Soy de Católica (Lolita editores, 2014) comienza con una historia terrible. Con todos nosotros, hinchas de Católica, saliendo del Estadio Nacional después de perder esa maldita final con Universidad de Chile. Queríamos desaparecer, escapar, estar en otro sitio. La narración se centra en un papá que camina rápidamente a los estacionamientos con sus dos pequeños hijos. Ellos son incapaces de controlar el llanto, mientras que su padre suma la más triste de todas las tragedias siguiendo a la UC. En el auto intenta calmarlos. Anestesiar sus estridentes sollozos hablándoles sobre lo que significa ser cruzado: “Les habla de las finales perdidas, del estigma de ser segundos, de la derrota como una extraña forma de vida” (9). Esa horrorosa final recorre gran parte del libro.
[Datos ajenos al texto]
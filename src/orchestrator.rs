use std::time::SystemTime;

use serde::Serialize;

use crate::checksum::ChecksumStage;
use crate::config::ResolvedConfig;
use crate::domain::{FileFamily, ProjectDirectory, RunDirectory};
use crate::error::ArchiveError;
use crate::events::{ArchiveEvent, EventSink};
use crate::gate::{Completion, CompletionGate};
use crate::locator::RunLocator;
use crate::planner::{ArchivePlanner, TransferLayout};
use crate::process::CommandRunner;
use crate::runner::{IdempotentRunner, Outcome};

#[derive(Debug, Clone, Default, PartialEq, Eq, Serialize)]
pub struct PassSummary {
    pub projects: usize,
    pub runs: usize,
    pub not_finished: usize,
    pub too_recent: usize,
    pub eligible: usize,
    pub archived: usize,
    pub skipped: usize,
    pub failed: usize,
    pub checksums_computed: usize,
    pub checksums_skipped: usize,
    pub checksums_failed: usize,
}

impl PassSummary {
    pub fn has_failures(&self) -> bool {
        self.failed > 0 || self.checksums_failed > 0
    }

    fn record(&mut self, outcome: Outcome) {
        match outcome {
            Outcome::Success => self.archived += 1,
            Outcome::Skipped => self.skipped += 1,
            Outcome::Failed => self.failed += 1,
        }
    }

    fn record_checksums(&mut self, outcome: Outcome) {
        match outcome {
            Outcome::Success => self.checksums_computed += 1,
            Outcome::Skipped => self.checksums_skipped += 1,
            Outcome::Failed => self.checksums_failed += 1,
        }
    }
}

#[derive(Debug, Clone, Copy, PartialEq, Eq, Serialize)]
#[serde(rename_all = "kebab-case")]
pub enum RunState {
    NotFinished,
    TooRecent,
    Eligible,
    Unreadable,
}

/// Gate result for one run, as reported by a dry run.
#[derive(Debug, Clone, PartialEq, Eq, Serialize)]
pub struct RunStatus {
    pub project: String,
    pub sample: String,
    pub run: String,
    pub state: RunState,
    pub age_secs: Option<u64>,
}

/// One orchestration pass: projects, samples, runs and families are all
/// handled sequentially. Nothing is retried within a pass.
pub struct Orchestrator<'a, R: CommandRunner> {
    config: &'a ResolvedConfig,
    runner: &'a R,
    sink: &'a dyn EventSink,
}

impl<'a, R: CommandRunner> Orchestrator<'a, R> {
    pub fn new(config: &'a ResolvedConfig, runner: &'a R, sink: &'a dyn EventSink) -> Self {
        Self {
            config,
            runner,
            sink,
        }
    }

    pub fn run_pass(&self) -> Result<PassSummary, ArchiveError> {
        self.sink.event(ArchiveEvent::PassStarted {
            data_dir: self.config.data_dir.clone(),
        });
        let gate = self.config.gate()?;
        let projects = self.select_projects()?;

        let mut summary = PassSummary {
            projects: projects.len(),
            ..PassSummary::default()
        };
        for project in &projects {
            self.sink.event(ArchiveEvent::ProjectProcessing {
                name: project.name.clone(),
            });
            let layout = TransferLayout::new(&project.transfer_root(&self.config.transfer_dir))?;
            let Some(runs) = self.locate_runs(project) else {
                continue;
            };
            for run in runs {
                summary.runs += 1;
                self.process_run(&run, &gate, &layout, &mut summary);
            }
        }

        self.sink.event(ArchiveEvent::PassFinished);
        Ok(summary)
    }

    /// Evaluates every run's completion without archiving anything.
    pub fn survey(&self) -> Result<Vec<RunStatus>, ArchiveError> {
        let gate = self.config.gate()?;
        let mut statuses = Vec::new();
        for project in self.select_projects()? {
            let Some(runs) = self.locate_runs(&project) else {
                continue;
            };
            for run in runs {
                let (state, age) = match gate.evaluate(&run.path, SystemTime::now()) {
                    Ok(Completion::NotFinished) => (RunState::NotFinished, None),
                    Ok(Completion::TooRecent { age, .. }) => (RunState::TooRecent, Some(age)),
                    Ok(Completion::Eligible { age, .. }) => (RunState::Eligible, Some(age)),
                    Err(_) => (RunState::Unreadable, None),
                };
                statuses.push(RunStatus {
                    project: project.name.clone(),
                    sample: run.sample,
                    run: run.name,
                    state,
                    age_secs: age.map(|age| age.as_secs()),
                });
            }
        }
        Ok(statuses)
    }

    fn select_projects(&self) -> Result<Vec<ProjectDirectory>, ArchiveError> {
        self.config
            .matcher()?
            .select_projects(&self.config.data_dir, self.sink)
    }

    fn locate_runs(&self, project: &ProjectDirectory) -> Option<Vec<RunDirectory>> {
        let locator =
            RunLocator::new(&project.path).excluding_transfer_dir(&self.config.transfer_dir);
        match locator.locate_runs() {
            Ok(runs) => Some(runs),
            Err(err) => {
                self.sink.event(ArchiveEvent::ProjectUnreadable {
                    name: project.name.clone(),
                    message: err.to_string(),
                });
                None
            }
        }
    }

    fn process_run(
        &self,
        run: &RunDirectory,
        gate: &CompletionGate,
        layout: &TransferLayout,
        summary: &mut PassSummary,
    ) {
        let completion = match gate.evaluate(&run.path, SystemTime::now()) {
            Ok(completion) => completion,
            Err(err) => {
                self.sink.event(ArchiveEvent::RunUnreadable {
                    run: run.to_string(),
                    message: err.to_string(),
                });
                return;
            }
        };

        match completion {
            Completion::NotFinished => {
                summary.not_finished += 1;
                self.sink.event(ArchiveEvent::RunNotFinished {
                    run: run.to_string(),
                });
            }
            Completion::TooRecent { age, .. } => {
                summary.too_recent += 1;
                self.sink.event(ArchiveEvent::RunTooRecent {
                    run: run.to_string(),
                    age,
                    delay: gate.min_age(),
                });
            }
            Completion::Eligible { marker, .. } => {
                summary.eligible += 1;
                self.sink.event(ArchiveEvent::RunEligible {
                    run: run.to_string(),
                    marker,
                });
                if self.config.calculate_checksums {
                    let stage = ChecksumStage::new(self.runner, &self.config.tools, self.sink);
                    summary.record_checksums(stage.compute(run, &layout.manifest_path(run)));
                }
                for family in &self.config.file_types {
                    summary.record(self.archive_family(run, *family, layout));
                }
            }
        }
    }

    fn archive_family(
        &self,
        run: &RunDirectory,
        family: FileFamily,
        layout: &TransferLayout,
    ) -> Outcome {
        let runner = IdempotentRunner::new(
            self.runner,
            &self.config.tools,
            self.config.threads,
            self.sink,
        );
        if runner.already_done(run, family) {
            return Outcome::Skipped;
        }

        match ArchivePlanner::new(layout).plan(run, family) {
            Ok(spec) => runner.run(run, &spec),
            Err(ArchiveError::SourceMissing { path, .. }) => {
                self.sink.event(ArchiveEvent::SourceMissing {
                    run: run.to_string(),
                    family,
                    path,
                });
                Outcome::Failed
            }
            Err(err) => {
                self.sink.event(ArchiveEvent::FamilyFailed {
                    run: run.to_string(),
                    family,
                    message: err.to_string(),
                });
                Outcome::Failed
            }
        }
    }
}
Se instala como un fantasma en la estructura de la Católica contemporánea y desde allí su autor nos hace recordar que siguiendo a La Franja, también fuimos delirantemente felices.
Mediante una escritura con matices de crónica Soy de Católica de Diego Zúñiga nos hace viajar. Su autor construye un relato que invita a pasear con él por la historia posmoderna de la UC. Atravesamos la era de Juvenal Olmos y las dos semifinales ganadas a la U en 2002 que se coronarían con el título del apertura de ese mismo año. Paseamos por el invierno de 1997 y la final donde goleamos a Colo-Colo. El penal tapado por Wirth en Cali y el paso a la final de la Libertadores. Volvemos sobre los espectáculos de Gorosito y Acosta. El recuerdo doloroso de la muerte del Mumo. El cabezazo de Charly Vásquez en un clásico que se veía imposible. El penal del Polo Quinteros que nos dio el título frente a la U. Y las trillones de veces que vimos al Milo marcándose la franja en el pecho. Sí, es cierto, es un libro generacional, sin embargo, no veo un hecho criticable en ello: ¿por qué un texto tendría que abarcarlo todo?
Soy de Católica aparece en el momento preciso. En este frío otoño de 2014 donde la saña hacia nuestro club aflora por todos lados. Por ello, se erige como un texto que opone resistencia a prejuicios e injusticias, es decir, una narración que nace “desde la rabia” (15). Basado en la premisa de que “la memoria es arbitraria y tramposa” (27), Zúñiga combate el absurdo pensamiento de quien considera a la UC una escuadra elitista y defensora de la burguesía. Con el capítulo “Todo empezó en Independencia” se aclaran los orígenes de clase media del club, su nacimiento en esta comuna y la heterogeneidad de hinchas que conviven en nuestras tribunas. Prueba de ello son Mario Lepe y Gary Medel. Quienes criados en la más dura de las pobrezas están identificados con Católica hasta algo más que los huesos.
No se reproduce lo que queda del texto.